Goethe and the Philosophical Shoemaker

It was not simply that particular contrast that made me think that Goethe had the character of Anton Reiser in mind when he wrote about the shoemaker in Book 8 of Dichtung und Wahrheit. That book, along with the last part of Book 6 and the entire Book 7, concerns Goethe's residence in Leipzig, and in particular his mentors, including the wife of Professor Böhme, Oeser, Behrisch, and even an officer who had fought in the Seven Years' War and to whom young Goethe confided his confusion concerning the nature of "Erfahrung." Each of these individuals was important in some way for Goethe's development. In Anton Reiser, in contrast, Anton also has several mentors who endeavor to assist him to rise from the narrow, impecunious circumstances in which he was raised. In every case, however, good fortune is followed by bad fortune.

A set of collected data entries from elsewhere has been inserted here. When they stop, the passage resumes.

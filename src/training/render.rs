//! Synthetic view rendering with analytic gradients.
//!
//! Stands in for a real rasterizer. It is deterministic and CPU-only, but
//! it keeps the one property scheduling cares about: per-tile cost is
//! driven by how many points land near the tile, so tiles are genuinely
//! unequal and timing feedback has something to balance. Rendering a set
//! of tile units produces the squared-error loss of those tiles against a
//! pseudo-random target image plus the gradient record of every point the
//! tiles touched.

use crate::scene::{ReplicatedScene, View};
use crate::strategy::{TileGrid, BLOCK_X, BLOCK_Y};
use crate::utils::error::Result;
use std::collections::HashMap;

/// Everything one render of a unit slice produces.
#[derive(Debug, Clone)]
pub struct RenderOutput {
    /// Sum of squared per-tile errors over the rendered units
    pub loss: f64,
    /// Gradient record per touched point id
    pub grads: HashMap<u64, Vec<f32>>,
    /// Compute cost of the slice, in abstract seconds
    pub cost: f64,
}

impl RenderOutput {
    pub fn empty() -> Self {
        Self {
            loss: 0.0,
            grads: HashMap::new(),
            cost: 0.0,
        }
    }

    /// Accumulate another render into this one, summing overlapping
    /// gradient records element-wise.
    pub fn merge(&mut self, other: RenderOutput) {
        self.loss += other.loss;
        self.cost += other.cost;
        for (id, grad) in other.grads {
            match self.grads.get_mut(&id) {
                Some(acc) => {
                    for (a, g) in acc.iter_mut().zip(grad.iter()) {
                        *a += g;
                    }
                }
                None => {
                    self.grads.insert(id, grad);
                }
            }
        }
    }
}

pub trait Renderer: Send {
    /// Render `units` of `view` against the replicated scene.
    fn render(
        &self,
        scene: &ReplicatedScene,
        view: &View,
        tiles: TileGrid,
        units: &[u32],
    ) -> Result<RenderOutput>;
}

/// Gaussian-footprint splatting onto per-tile scalars.
///
/// Each point contributes `opacity * exp(-dist² / 2σ²) * feature[0]` to
/// every tile centre it reaches; the tile's value is compared against a
/// hash-derived target. `cost_factor` scales the simulated time, which is
/// how tests model a slow worker.
pub struct SyntheticRenderer {
    sigma: f32,
    cost_factor: f64,
}

/// Contributions below this are ignored and do not count as touches.
const FOOTPRINT_CUTOFF: f32 = 1e-4;
/// Abstract seconds per unit of tile work.
const COST_PER_TOUCH: f64 = 1e-4;

impl SyntheticRenderer {
    pub fn new() -> Self {
        Self {
            sigma: 0.3,
            cost_factor: 1.0,
        }
    }

    pub fn with_cost_factor(cost_factor: f64) -> Self {
        Self {
            cost_factor,
            ..Self::new()
        }
    }
}

impl Default for SyntheticRenderer {
    fn default() -> Self {
        Self::new()
    }
}

fn hash01(a: u64, b: u64) -> f32 {
    let mut x = a.wrapping_mul(0x9e37_79b9_7f4a_7c15) ^ b.wrapping_mul(0xff51_afd7_ed55_8ccd);
    x ^= x >> 33;
    x = x.wrapping_mul(0xc4ce_b9fe_1a85_ec53);
    x ^= x >> 29;
    (x >> 40) as f32 / (1u64 << 24) as f32
}

impl Renderer for SyntheticRenderer {
    fn render(
        &self,
        scene: &ReplicatedScene,
        view: &View,
        tiles: TileGrid,
        units: &[u32],
    ) -> Result<RenderOutput> {
        let dim = scene.record_dim();
        let feature_dim = scene.feature_dim();
        let inv_two_sigma_sq = 1.0 / (2.0 * self.sigma * self.sigma);
        let inv_sigma_sq = 1.0 / (self.sigma * self.sigma);

        let mut out = RenderOutput::empty();
        for &unit in units {
            let (tx, ty) = tiles.tile_xy(unit);
            // Tile centre in normalized device coordinates.
            let cx = ((tx * BLOCK_X + BLOCK_X / 2) as f32 / view.width as f32) * 2.0 - 1.0;
            let cy = ((ty * BLOCK_Y + BLOCK_Y / 2) as f32 / view.height as f32) * 2.0 - 1.0;

            // Forward pass: accumulate the tile value and remember who
            // contributed.
            let mut pred = 0.0f32;
            let mut touches: Vec<(usize, f32, f32, f32)> = Vec::new();
            for index in 0..scene.len() {
                let [px, py, _] = scene.position(index);
                let dx = px - cx;
                let dy = py - cy;
                let footprint = (-(dx * dx + dy * dy) * inv_two_sigma_sq).exp();
                if footprint < FOOTPRINT_CUTOFF {
                    continue;
                }
                pred += scene.opacity(index) * footprint * scene.features(index)[0];
                touches.push((index, footprint, dx, dy));
            }

            let target = hash01(view.id, unit as u64);
            let err = pred - target;
            out.loss += (err * err) as f64;
            out.cost += (1.0 + touches.len() as f64) * COST_PER_TOUCH * self.cost_factor;

            // Backward pass for every touched point.
            let dl_dpred = 2.0 * err;
            for (index, footprint, dx, dy) in touches {
                let opacity = scene.opacity(index);
                let f0 = scene.features(index)[0];
                let id = scene.ids()[index];
                let grad = out
                    .grads
                    .entry(id)
                    .or_insert_with(|| vec![0.0f32; dim]);

                let common = dl_dpred * opacity * f0 * footprint;
                grad[0] += common * (-dx * inv_sigma_sq);
                grad[1] += common * (-dy * inv_sigma_sq);
                grad[3] += dl_dpred * opacity * footprint;
                grad[3 + feature_dim] += dl_dpred * footprint * f0;
            }
        }
        Ok(out)
    }
}

#[cfg(test)]
mod tests {
    use super::*;
    use crate::scene::PointStore;
    use crate::utils::config::SceneConfig;
    use candle_core::Device;

    fn replica() -> ReplicatedScene {
        let scene = SceneConfig {
            n_points: 64,
            feature_dim: 3,
            ..SceneConfig::default()
        };
        let store = PointStore::init(0, 1, &scene, 42).unwrap();
        ReplicatedScene::from_store(&store, &Device::Cpu).unwrap()
    }

    fn view() -> (View, TileGrid) {
        let v = View {
            id: 5,
            width: 96,
            height: 64,
        };
        (v, TileGrid::for_view(v.width, v.height))
    }

    #[test]
    fn test_render_is_deterministic() {
        let scene = replica();
        let (v, tiles) = view();
        let renderer = SyntheticRenderer::new();
        let units: Vec<u32> = (0..tiles.n_units()).map(|u| u as u32).collect();
        let a = renderer.render(&scene, &v, tiles, &units).unwrap();
        let b = renderer.render(&scene, &v, tiles, &units).unwrap();
        assert_eq!(a.loss, b.loss);
        assert_eq!(a.cost, b.cost);
        assert_eq!(a.grads, b.grads);
    }

    #[test]
    fn test_split_render_sums_to_full_render() {
        let scene = replica();
        let (v, tiles) = view();
        let renderer = SyntheticRenderer::new();
        let units: Vec<u32> = (0..tiles.n_units()).map(|u| u as u32).collect();
        let mid = units.len() / 2;

        let full = renderer.render(&scene, &v, tiles, &units).unwrap();
        let mut halves = renderer.render(&scene, &v, tiles, &units[..mid]).unwrap();
        halves.merge(renderer.render(&scene, &v, tiles, &units[mid..]).unwrap());

        assert!((full.loss - halves.loss).abs() < 1e-9);
        assert!((full.cost - halves.cost).abs() < 1e-12);
        assert_eq!(full.grads.len(), halves.grads.len());
        for (id, grad) in &full.grads {
            let other = halves.grads.get(id).unwrap();
            for (a, b) in grad.iter().zip(other.iter()) {
                assert!((a - b).abs() < 1e-4, "grad mismatch for point {}", id);
            }
        }
    }

    #[test]
    fn test_cost_factor_scales_cost_only() {
        let scene = replica();
        let (v, tiles) = view();
        let units: Vec<u32> = (0..tiles.n_units()).map(|u| u as u32).collect();
        let fast = SyntheticRenderer::new().render(&scene, &v, tiles, &units).unwrap();
        let slow = SyntheticRenderer::with_cost_factor(3.0)
            .render(&scene, &v, tiles, &units)
            .unwrap();
        assert!((slow.cost - 3.0 * fast.cost).abs() < 1e-9);
        assert_eq!(slow.loss, fast.loss);
    }

    #[test]
    fn test_empty_units_render_to_nothing() {
        let scene = replica();
        let (v, tiles) = view();
        let out = SyntheticRenderer::new().render(&scene, &v, tiles, &[]).unwrap();
        assert_eq!(out.loss, 0.0);
        assert_eq!(out.cost, 0.0);
        assert!(out.grads.is_empty());
    }
}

What made me bring these two cases into connection was the opening paragraph of Book 9. Goethe is back home Frankfurt, after a less than stellar legal studies in Leipzig. It begins with a quote from a review by the classical philologist Heyne, which seems to sum up the real experience of Leipzig for Goethe. Here is part of the quote:

[W[ir haben eine Einbildiungskraft, der wir, wofern sie sich nicht der ersten besten Vorsellungen selbst bemächtigen soll, die schicklichsen und schönsten Bilder vorlegen und dadurch das Gemüt gewöhnen und üben müssen, das Schöne überall und in der Natur selbst, unter seinen bestimmten, wahren und auch in den feineren Zügen zu erkennen und zu lieben. Wir haben eine Menge Begriffe und allgemeine Kenntinisse nötig, sowohl für die Wissenschaften als für das täglich Leben, die sich in keinem Kompendio erlernen lassen. Unsere Empfindungen, Neigungen, Leidenschaften sollten mit Vorteil entwickelt und gereinigt werden.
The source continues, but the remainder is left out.